=== Begin Enclosure ===
/// Upper bound (inclusive) and label of each age band; lower bounds are exclusive.
const AGE_BANDS: [(i64, &str); 6] = [
    (12, "Criança (0-12)"),
    (19, "Adolescente (13-19)"),
    (39, "Jovem Adulto (20-39)"),
    (59, "Adulto (40-59)"),
    (79, "Idoso (60-79)"),
    (120, "Super Idoso (80+)"),
];

pub const DATASET_COLUMNS: [(&str, ColumnType); 29] = [
    ("notificacao_id", ColumnType::Int64),
    ("data_notificacao", ColumnType::Date32),
    ("semana_epidemiologica", ColumnType::Int64),
    ("mes_notificacao", ColumnType::Int64),
    ("codigo_ibge", ColumnType::Int64),
    ("municipio_nome", ColumnType::Utf8),
    ("uf_sigla", ColumnType::Utf8),
    ("idade", ColumnType::Int64),
    ("sexo", ColumnType::Utf8),
    ("raca_cor", ColumnType::Utf8),
    ("ocupacao_cbo", ColumnType::Utf8),
    ("is_profissional_saude", ColumnType::Utf8),
    ("data_inicio_sintomas", ColumnType::Date32),
    ("classificacao_final", ColumnType::Utf8),
    ("evolucao_caso", ColumnType::Utf8),
    ("sintomas_texto", ColumnType::Utf8),
    ("flg_febre", ColumnType::Int64),
    ("flg_tosse", ColumnType::Int64),
    ("flg_dispneia", ColumnType::Int64),
    ("doses_vacina", ColumnType::Int64),
    ("fabricantes_vacina", ColumnType::Utf8),
    ("status_vacinal", ColumnType::Utf8),
    ("testes_realizados", ColumnType::Int64),
    ("tipos_testes_lista", ColumnType::Utf8),
    ("fabricantes_teste_lista", ColumnType::Utf8),
    ("resultado_teste_agregado", ColumnType::Utf8),
    ("faixa_etaria", ColumnType::Utf8),
    ("categoria_ocupacao", ColumnType::Utf8),
    ("target_confirmado", ColumnType::Int64),
];

const DATASET_QUERY: &str = "
    WITH agg_sintomas AS (
        SELECT
            ns.notificacao_id,
            group_concat(s.nome, ', ' ORDER BY s.nome) AS lista_sintomas,
            MAX(CASE WHEN s.nome LIKE '%Febre%' THEN 1 ELSE 0 END) AS tem_febre,
            MAX(CASE WHEN s.nome LIKE '%Tosse%' THEN 1 ELSE 0 END) AS tem_tosse,
            MAX(CASE WHEN s.nome LIKE '%Dispneia%' OR s.nome LIKE '%falta de ar%'
                THEN 1 ELSE 0 END) AS tem_dispneia
        FROM notificacao_sintoma ns
        JOIN sintoma s ON ns.sintoma_id = s.sintoma_id
        GROUP BY ns.notificacao_id
    ),
    agg_vacinas AS (
        SELECT notificacao_id, COUNT(*) AS total_doses
        FROM vacina_aplicada
        GROUP BY notificacao_id
    ),
    agg_fabricantes_vacina AS (
        SELECT notificacao_id, group_concat(laboratorio, ' / ') AS fabricantes_vacina
        FROM (
            SELECT DISTINCT notificacao_id, laboratorio
            FROM vacina_aplicada
            WHERE laboratorio IS NOT NULL
            ORDER BY notificacao_id, laboratorio
        )
        GROUP BY notificacao_id
    ),
    agg_testes AS (
        SELECT
            notificacao_id,
            COUNT(*) AS qtd_testes_realizados,
            MAX(CASE WHEN resultado_teste LIKE '%Positivo%' OR resultado_teste LIKE '%Detectável%'
                THEN 1 ELSE 0 END) AS houve_teste_positivo
        FROM teste_laboratorial
        GROUP BY notificacao_id
    ),
    agg_tipos_teste AS (
        SELECT notificacao_id, group_concat(tipo_teste, ', ') AS tipos_testes_lista
        FROM (
            SELECT DISTINCT notificacao_id, tipo_teste
            FROM teste_laboratorial
            ORDER BY notificacao_id, tipo_teste
        )
        GROUP BY notificacao_id
    ),
    agg_fabricantes_teste AS (
        SELECT notificacao_id, group_concat(fabricante_teste, ', ') AS fabricantes_teste_lista
        FROM (
            SELECT DISTINCT notificacao_id, fabricante_teste
            FROM teste_laboratorial
            WHERE fabricante_teste IS NOT NULL
            ORDER BY notificacao_id, fabricante_teste
        )
        GROUP BY notificacao_id
    )
    SELECT
        n.notificacao_id,
        n.data_notificacao,
        mun.municipio_ibge,
        mun.nome,
        est.sigla,
        d.idade,
        d.sexo,
        d.raca_cor,
        d.cbo,
        d.is_profissional_saude,
        c.data_inicio_sintomas,
        c.classificacao_final,
        c.evolucao_caso,
        s.lista_sintomas,
        COALESCE(s.tem_febre, 0),
        COALESCE(s.tem_tosse, 0),
        COALESCE(s.tem_dispneia, 0),
        COALESCE(v.total_doses, 0),
        fv.fabricantes_vacina,
        COALESCE(t.qtd_testes_realizados, 0),
        COALESCE(t.houve_teste_positivo, 0),
        tt.tipos_testes_lista,
        ft.fabricantes_teste_lista
    FROM notificacao n
    INNER JOIN municipio mun ON n.municipio_notificacao_ibge = mun.municipio_ibge
    INNER JOIN estado est ON n.estado_notificacao_ibge = est.estado_ibge
    INNER JOIN dados_demograficos d ON n.notificacao_id = d.notificacao_id
    INNER JOIN dados_clinicos c ON n.notificacao_id = c.notificacao_id
    LEFT JOIN agg_sintomas s ON n.notificacao_id = s.notificacao_id
    LEFT JOIN agg_vacinas v ON n.notificacao_id = v.notificacao_id
    LEFT JOIN agg_fabricantes_vacina fv ON n.notificacao_id = fv.notificacao_id
    LEFT JOIN agg_testes t ON n.notificacao_id = t.notificacao_id
    LEFT JOIN agg_tipos_teste tt ON n.notificacao_id = tt.notificacao_id
    LEFT JOIN agg_fabricantes_teste ft ON n.notificacao_id = ft.notificacao_id
    WHERE n.excluido = 0
    ORDER BY n.notificacao_id
";

#[derive(Debug, Clone, PartialEq, Eq)]
pub struct DatasetRow {
    pub notificacao_id: i64,
    pub data_notificacao: Option<NaiveDate>,
    pub semana_epidemiologica: Option<i64>,
    pub mes_notificacao: Option<i64>,
    pub codigo_ibge: i64,
    pub municipio_nome: Option<String>,
    pub uf_sigla: String,
    pub idade: Option<i64>,
    pub sexo: Option<String>,
    pub raca_cor: Option<String>,
    pub ocupacao_cbo: Option<String>,
    pub is_profissional_saude: Option<String>,
    pub data_inicio_sintomas: Option<NaiveDate>,
    pub classificacao_final: Option<String>,
    pub evolucao_caso: Option<String>,
    pub sintomas_texto: String,
    pub flg_febre: i64,
    pub flg_tosse: i64,
    pub flg_dispneia: i64,
    pub doses_vacina: i64,
    pub fabricantes_vacina: Option<String>,
    pub status_vacinal: String,
    pub testes_realizados: i64,
    pub tipos_testes_lista: Option<String>,
    pub fabricantes_teste_lista: Option<String>,
    pub resultado_teste_agregado: String,
    pub faixa_etaria: Option<String>,
    pub categoria_ocupacao: String,
    pub target_confirmado: Option<i64>,
}

impl DatasetRow {
    fn cells(&self) -> [CellValue<'_>; 29] {
        [
            CellValue::Int(Some(self.notificacao_id)),
            CellValue::Date(self.data_notificacao),
            CellValue::Int(self.semana_epidemiologica),
            CellValue::Int(self.mes_notificacao),
            CellValue::Int(Some(self.codigo_ibge)),
            CellValue::Text(self.municipio_nome.as_deref()),
            CellValue::Text(Some(&self.uf_sigla)),
            CellValue::Int(self.idade),
            CellValue::Text(self.sexo.as_deref()),
            CellValue::Text(self.raca_cor.as_deref()),
            CellValue::Text(self.ocupacao_cbo.as_deref()),
            CellValue::Text(self.is_profissional_saude.as_deref()),
            CellValue::Date(self.data_inicio_sintomas),
            CellValue::Text(self.classificacao_final.as_deref()),
            CellValue::Text(self.evolucao_caso.as_deref()),
            CellValue::Text(Some(&self.sintomas_texto)),
            CellValue::Int(Some(self.flg_febre)),
            CellValue::Int(Some(self.flg_tosse)),
            CellValue::Int(Some(self.flg_dispneia)),
            CellValue::Int(Some(self.doses_vacina)),
            CellValue::Text(self.fabricantes_vacina.as_deref()),
            CellValue::Text(Some(&self.status_vacinal)),
            CellValue::Int(Some(self.testes_realizados)),
            CellValue::Text(self.tipos_testes_lista.as_deref()),
            CellValue::Text(self.fabricantes_teste_lista.as_deref()),
            CellValue::Text(Some(&self.resultado_teste_agregado)),
            CellValue::Text(self.faixa_etaria.as_deref()),
            CellValue::Text(Some(&self.categoria_ocupacao)),
            CellValue::Int(self.target_confirmado),
        ]
    }
}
=== End Enclosure ===
▶ **How to complete this task**: In the listing above, find the line with "SELECT notificacao_id, group_concat(tipo_teste, ', ')" and the line with "WHERE fabricante_teste IS", then reproduce both and every line between them exactly.

▶ **Answer box**:
        SELECT notificacao_id, group_concat(tipo_teste, ', ') AS tipos_testes_lista
        FROM (
            SELECT DISTINCT notificacao_id, tipo_teste
            FROM teste_laboratorial
            ORDER BY notificacao_id, tipo_teste
        )
        GROUP BY notificacao_id
    ),
    agg_fabricantes_teste AS (
        SELECT notificacao_id, group_concat(fabricante_teste, ', ') AS fabricantes_teste_lista
        FROM (
            SELECT DISTINCT notificacao_id, fabricante_teste
            FROM teste_laboratorial
            WHERE fabricante_teste IS NOT NULL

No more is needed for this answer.